Redu trains big dish on Galileo satellites
Launched in October, Europe’s first two Galileo navigation satellites orbit Earth about every 14 hours. As they transmit over Europe, ESA’s Redu centre in Belgium is ready to receive and analyse their signals.
Nestled deep within Belgium’s Ardennes forest, Redu is assessing the quality of the navigation signals transmitted by Galileo. The rigorous In-Orbit Test campaign began this month and will take around 90 days.
Galileo will offer a total of five different navigation services – transmitting on three different frequencies for added accuracy. Results gathered by this campaign will set a benchmark throughout the satellites’ 12-year operational lives and act a reference for the rest of the Galileo constellation set to follow the first two satellites into space.

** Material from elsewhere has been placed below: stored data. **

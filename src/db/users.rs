//! Database operations for users.

use chrono::Utc;
use sea_orm::*;
use tracing::info;

use crate::entity::user::{self, ActiveModel, Entity as User};
use crate::error::{AppError, AppResult};
use crate::models::PaginationParams;
use crate::models::content::{non_blank, validate_image_url};
use crate::models::user::UpdateProfileRequest;

/// Maximum display name length.
pub const MAX_DISPLAY_NAME_LEN: usize = 100;

/// Profile fields taken from verified identity claims.
#[derive(Debug, Clone, Default)]
pub struct SignInProfile<'a> {
    pub display_name: Option<&'a str>,
    pub email: Option<&'a str>,
    pub photo_url: Option<&'a str>,
}

/// Find a user by provider UID.
pub async fn find_by_uid(db: &DatabaseConnection, uid: &str) -> AppResult<Option<user::Model>> {
    let result = User::find_by_id(uid.to_string()).one(db).await?;
    Ok(result)
}

/// List users, admins first, then by name. Returns the page and the total count.
pub async fn list(
    db: &DatabaseConnection,
    params: &PaginationParams,
) -> AppResult<(Vec<user::Model>, u64)> {
    let select = User::find();
    let total = select.clone().count(db).await?;

    let users = select
        .order_by_desc(user::Column::IsAdmin)
        .order_by_asc(user::Column::DisplayName)
        .order_by_asc(user::Column::Uid)
        .offset(params.offset())
        .limit(params.clamped_limit() as u64)
        .all(db)
        .await?;

    Ok((users, total))
}

/// Create the user record on first sign-in; later sign-ins refresh the
/// email and last-seen time, and only fill profile fields that are still empty.
/// The admin flag is never touched here.
pub async fn upsert_on_sign_in(
    db: &DatabaseConnection,
    uid: &str,
    profile: SignInProfile<'_>,
) -> AppResult<user::Model> {
    let now = Utc::now();

    if let Some(existing) = find_by_uid(db, uid).await? {
        let keep_name = existing.display_name.is_some();
        let keep_photo = existing.photo_url.is_some();
        let mut active: ActiveModel = existing.into();
        if !keep_name {
            active.display_name = Set(profile.display_name.map(str::to_string));
        }
        if !keep_photo {
            active.photo_url = Set(profile.photo_url.map(str::to_string));
        }
        if let Some(email) = profile.email {
            active.email = Set(Some(email.to_string()));
        }
        active.last_seen_at = Set(Some(now));
        active.updated_at = Set(now);
        let updated = active.update(db).await?;
        return Ok(updated);
    }

    let model = ActiveModel {
        uid: Set(uid.to_string()),
        display_name: Set(profile.display_name.map(str::to_string)),
        email: Set(profile.email.map(str::to_string)),
        photo_url: Set(profile.photo_url.map(str::to_string)),
        is_admin: Set(false),
        last_seen_at: Set(Some(now)),
        created_at: Set(now),
        updated_at: Set(now),
    };

    let inserted = model.insert(db).await?;
    info!("Created user record for uid={}", uid);
    Ok(inserted)
}

/// Apply a profile edit made by the user.
pub async fn update_profile(
    db: &DatabaseConnection,
    uid: &str,
    req: &UpdateProfileRequest,
) -> AppResult<user::Model> {
    if let Some(name) = req.display_name.as_deref()
        && name.trim().chars().count() > MAX_DISPLAY_NAME_LEN
    {
        return Err(AppError::InvalidInput(format!(
            "Display name must be at most {} characters",
            MAX_DISPLAY_NAME_LEN
        )));
    }
    if let Some(url) = req.photo_url.as_deref().map(str::trim)
        && !url.is_empty()
    {
        validate_image_url(url)?;
    }

    let existing = find_by_uid(db, uid)
        .await?
        .ok_or_else(|| AppError::NotFound("User".to_string()))?;

    let mut active: ActiveModel = existing.into();
    if req.display_name.is_some() {
        active.display_name = Set(non_blank(req.display_name.as_deref()));
    }
    if req.photo_url.is_some() {
        active.photo_url = Set(non_blank(req.photo_url.as_deref()));
    }
    active.updated_at = Set(Utc::now());

    Ok(active.update(db).await?)
}

/// Set the admin flag. Idempotent: when the flag already has the requested
/// value the stored record is returned and nothing is written.
pub async fn set_admin(
    db: &DatabaseConnection,
    uid: &str,
    is_admin: bool,
) -> AppResult<user::Model> {
    let existing = find_by_uid(db, uid)
        .await?
        .ok_or_else(|| AppError::NotFound("User".to_string()))?;

    if existing.is_admin == is_admin {
        return Ok(existing);
    }

    let mut active: ActiveModel = existing.into();
    active.is_admin = Set(is_admin);
    active.updated_at = Set(Utc::now());
    let updated = active.update(db).await?;

    info!("Admin flag for uid={} set to {}", uid, is_admin);
    Ok(updated)
}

“The platform side of both satellites underwent activation from Toulouse during the Launch and Early Operations Phase in the two weeks following launch, followed by hand-over to the Galileo Control Centre in Oberpfaffenhofen near Munich for platform commissioning and fine positioning manoeuvres” explained Marco Falcone, Galileo System and Validation Manager.
“Now we are at the stage of checking the Galileo payloads were not affected by launch and are working according to specifications.”
Opened in 1968, Redu was selected for the campaign because of its long heritage performing similar assignments for European telecommunications satellites.
For Galileo, the Redu centre has been equipped with a 20 m-diameter L-band antenna to receive navigation signals and a C-band transmit antenna to test the onboard mission receiver and be able to uplink navigation messages to the satellite.
A UHF antenna is also available for transmitting simulated search and rescue signals to the satellites.
“Because the satellites are so far away in space – up at 23 222 km altitude – we require a very large dish to pick up the signals with all the fine detail necessary,” added Marco.
“With this 20 m high-gain antenna we can capture the exact shape of the spread spectrum signals being transmitted, and can compare them to what we expected.”
As the tests are performed, Redu is in constant communication with the Galileo Control Centre, from where the satellite platforms are being controlled.
Once the campaign is completed then oversight of the Galileo payloads will pass to Galileo’s second control centre, at Fucino in central Italy.
The campaign mirrors a similar set of end-to-end tests carried out by Galileo’s team at the start of the year, except then the satellites were sitting in their integration facility at Thales Alenia Space in Rome.
“It helps ensure that ESA will be handing over to the European Commission a fully operational system, matching all the original requirements,” notes Marco.
Redu, extended and fitted to fulfil its mission, will be kept ready to check all future Galileo satellites, starting with the second pair in 2012.
“Redu serves ESA missions including the Artemis data relay satellite, the Earth-observing Proba-1 and Sun-watching Proba-2, and is the site of ESA’s new space weather data centre for Space Situational Awareness,” says Daniele Galardini, who heads the centre.
“Today, Galileo represents a new exciting mission that will fully exploit the expertise acquired in Redu during its life and the investments of the past five years.”